走れ、モンスターたちよ、悲惨の明日に向かって
排気口新作公演『呼ぶにはとおく振り向くにはちかい』の観劇感想。
脚本・演出の菊地穂波氏が台本を近々に発売する予定であるそうなので、あらすじはそちらを見ていただくとして、こちらでは考察を行いたい。考察を論じる関係で少なからずネタバレが含まれるので注意されたい。
この演劇を見て僕が抱いた感想は、「倫理的な劇ですばらしい」というものだった。これは菊地氏に私が真っ先に直接伝えた感想である。

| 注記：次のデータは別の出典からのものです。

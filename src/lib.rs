//! STUN client and RFC 3489 NAT-type discovery.
//!
//! The crate splits into four layers, leaves first:
//!
//! - [`addr`]: textual transport addresses and byte conversions
//! - [`protocol`]: the STUN attribute and packet codec (RFC 3489 and
//!   RFC 5389 padding disciplines)
//! - [`client`]: binding probes over UDP with RFC 3489 retransmission
//! - [`discovery`]: the Test I/II/III decision tree and the resulting
//!   NAT classification
//!
//! ```no_run
//! use natprobe::{discover, ClientConfig, StunClient};
//!
//! # async fn run() -> natprobe::StunResult<()> {
//! let client = StunClient::new(ClientConfig::new("203.0.113.1:3478"))?;
//! let nat = discover(&client).await?;
//! println!("{nat}");
//! # Ok(())
//! # }
//! ```

pub mod addr;
pub mod client;
pub mod discovery;
pub mod error;
pub mod protocol;

pub use client::{ClientConfig, Probe, StunClient, DEFAULT_SOFTWARE};
pub use discovery::{discover, NatType};
pub use error::{StunError, StunResult};
pub use protocol::{Attribute, Packet, RfcMode, TransactionId, XorMapped};

/// Initialize the logging system.
pub fn init_logging(level: &str) {
    use tracing_subscriber::{fmt, prelude::*, EnvFilter};

    let filter = EnvFilter::try_from_default_env().unwrap_or_else(|_| EnvFilter::new(level));

    tracing_subscriber::registry()
        .with(fmt::layer().with_target(false))
        .with(filter)
        .init();
}
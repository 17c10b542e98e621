//! Timer Scheduling
//!
//! The cache never sleeps on its own. Each TTL expiry is handed to a
//! [`Scheduler`], which runs the callback later on some other execution
//! context. Production code uses [`TokioScheduler`]; tests can drive time by
//! hand with [`ManualScheduler`].

use std::fmt;
use std::time::Duration;

use parking_lot::Mutex;
use tokio::runtime::Handle;
use tokio::sync::watch;
use tracing::trace;

use crate::error::{CacheError, Result};

/// Deferred callback run by a [`Scheduler`].
pub type Task = Box<dyn FnOnce() + Send + 'static>;

// == Scheduler Trait ==
/// Runs a callback once after a delay, off the caller's call stack.
pub trait Scheduler: Send + Sync {
    /// Queues `task` to run after `delay` has elapsed.
    fn schedule(&self, delay: Duration, task: Task);
}

// == Tokio Scheduler ==
/// Spawns one sleeping tokio task per scheduled callback.
///
/// Dropping the scheduler wakes every pending task and lets it exit without
/// running its callback.
pub struct TokioScheduler {
    handle: Handle,
    /// Each pending task holds a receiver; dropping or signalling cancels them
    shutdown: watch::Sender<()>,
}

impl TokioScheduler {
    /// Creates a scheduler that spawns onto the given runtime.
    pub fn new(handle: Handle) -> Self {
        let (shutdown, _) = watch::channel(());
        Self { handle, shutdown }
    }

    /// Creates a scheduler bound to the runtime the caller is running in.
    ///
    /// # Errors
    /// [`CacheError::NoRuntime`] outside of a tokio runtime.
    pub fn current() -> Result<Self> {
        Handle::try_current()
            .map(Self::new)
            .map_err(|_| CacheError::NoRuntime)
    }

    /// Cancels every task scheduled so far. Later calls to `schedule` are
    /// unaffected.
    pub fn cancel_all(&self) {
        self.shutdown.send_replace(());
    }

    /// Number of tasks that have neither fired nor been cancelled.
    pub fn pending(&self) -> usize {
        self.shutdown.receiver_count()
    }
}

impl Scheduler for TokioScheduler {
    fn schedule(&self, delay: Duration, task: Task) {
        let mut shutdown = self.shutdown.subscribe();

        self.handle.spawn(async move {
            tokio::select! {
                _ = tokio::time::sleep(delay) => task(),
                _ = shutdown.changed() => trace!("scheduled task cancelled"),
            }
        });
    }
}

impl fmt::Debug for TokioScheduler {
    fn fmt(&self, f: &mut fmt::Formatter<'_>) -> fmt::Result {
        f.debug_struct("TokioScheduler")
            .field("pending", &self.pending())
            .finish()
    }
}

// == Manual Scheduler ==
/// Deterministic scheduler driven by a virtual clock.
///
/// Nothing runs until [`ManualScheduler::advance`] moves the clock past a
/// task's deadline. Due tasks run in deadline order, ties in the order they
/// were scheduled.
#[derive(Default)]
pub struct ManualScheduler {
    state: Mutex<ManualState>,
}

#[derive(Default)]
struct ManualState {
    now: Duration,
    next_seq: u64,
    queue: Vec<Scheduled>,
}

struct Scheduled {
    due: Duration,
    seq: u64,
    task: Task,
}

impl ManualScheduler {
    // == Constructor ==
    /// Creates a scheduler with its clock at zero and nothing queued.
    pub fn new() -> Self {
        Self::default()
    }

    /// Virtual time elapsed since creation.
    pub fn now(&self) -> Duration {
        self.state.lock().now
    }

    /// Number of tasks still waiting for their deadline.
    pub fn pending(&self) -> usize {
        self.state.lock().queue.len()
    }

    /// Moves the clock forward and runs every task that became due.
    ///
    /// Tasks run after the internal lock is released, so they may schedule
    /// further work. Returns the number of tasks run. The clock saturates at
    /// `Duration::MAX` instead of overflowing.
    pub fn advance(&self, by: Duration) -> usize {
        let mut due = {
            let mut state = self.state.lock();
            state.now = state.now.saturating_add(by);
            let now = state.now;

            let (due, waiting): (Vec<_>, Vec<_>) =
                state.queue.drain(..).partition(|scheduled| scheduled.due <= now);
            state.queue = waiting;
            due
        };

        due.sort_by_key(|scheduled| (scheduled.due, scheduled.seq));
        let fired = due.len();
        for scheduled in due {
            (scheduled.task)();
        }
        fired
    }
}

impl Scheduler for ManualScheduler {
    fn schedule(&self, delay: Duration, task: Task) {
        let mut state = self.state.lock();
        let due = state.now.saturating_add(delay);
        let seq = state.next_seq;
        state.next_seq += 1;
        state.queue.push(Scheduled { due, seq, task });
    }
}

impl fmt::Debug for ManualScheduler {
    fn fmt(&self, f: &mut fmt::Formatter<'_>) -> fmt::Result {
        let state = self.state.lock();
        f.debug_struct("ManualScheduler")
            .field("now", &state.now)
            .field("pending", &state.queue.len())
            .finish()
    }
}
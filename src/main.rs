//! lru_ttl demo driver
//!
//! Runs a short sequence of cache operations and prints the cache contents.

use std::time::Duration;

use anyhow::Context;
use tracing::info;
use tracing_subscriber::{layer::SubscriberExt, util::SubscriberInitExt};

use lru_ttl::Config;

/// Main entry point for the demo.
///
/// # Sequence
/// 1. Initialize tracing subscriber for logging
/// 2. Load configuration from environment variables
/// 3. Fill the cache, read every key, insert one more to force an eviction
/// 4. Wait, then print again so configured TTLs have a chance to fire
#[tokio::main]
async fn main() -> anyhow::Result<()> {
    // Defaults to "info" level, can be overridden with RUST_LOG env var
    tracing_subscriber::registry()
        .with(
            tracing_subscriber::EnvFilter::try_from_default_env()
                .unwrap_or_else(|_| "lru_ttl=info".into()),
        )
        .with(tracing_subscriber::fmt::layer())
        .init();

    let config = Config::from_env();
    info!(
        "Configuration loaded: capacity={}, ttl={:?}s, memory_budget={:?}",
        config.capacity, config.ttl_secs, config.memory_budget
    );

    let cache = config.build_cache().context("failed to build cache")?;

    cache.put(1, "str1");
    cache.put(2, "str2");
    cache.put(3, "str3");
    println!("{}", cache);

    for key in [3, 2, 1, 3] {
        println!("{}", render_lookup(cache.get(key)));
    }

    cache.put(4, "str4");
    println!("{}", cache);

    tokio::time::sleep(Duration::from_secs(config.demo_wait_secs)).await;
    println!("{}", cache);

    let stats = serde_json::to_string(&cache.stats()).context("failed to encode stats")?;
    info!("Cache stats: {}", stats);

    Ok(())
}

/// Renders a lookup as `value found`, e.g. `str3 true` or ` false` on a miss.
fn render_lookup(value: Option<String>) -> String {
    let found = value.is_some();
    format!("{} {}", value.unwrap_or_default(), found)
}

#[cfg(test)]
mod tests {
    use super::*;

    #[test]
    fn test_render_lookup_hit_and_miss() {
        assert_eq!(render_lookup(Some("str3".to_string())), "str3 true");
        assert_eq!(render_lookup(None), " false");
    }
}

ここで僕が「倫理的」と評している理由は、第二次世界大戦の悲劇と平和の尊さやホモセクシュアリティがモチーフとして扱われているから、ではない。そうではなく、人間を単純化せず、人間が本来的・不可避的に有する引き裂かれた多面性を認め、その清濁を併せ吞んで描いていること、そしてそうした人間が他者として立ち現われてくるときに、それを容易に理解可能な存在としては描かず、理解不可能な対象として突き放したうえで、それでもなお他者と共存できる可能性をテーマにしていると感じたからだ。
今の私、化け物みたい
人は誰でもモンスターである。あるいはモンスターを飼っている。ホモセクシュアルのドロミは「心と体がバラバラだ」と悩んでいるが、海峡は教師としての規範に適合的な実践的自己と、若い(幼い)女性に性的な反応を催す肉体との間のアンビバレンスと格闘しているし、またワンコも魔法少女になりたいという子供の頃からの欲求と現実の齟齬を埋めたいと願い続けている。教育実習生のユカにも、満たされない、男性への尋常でない渇望がある。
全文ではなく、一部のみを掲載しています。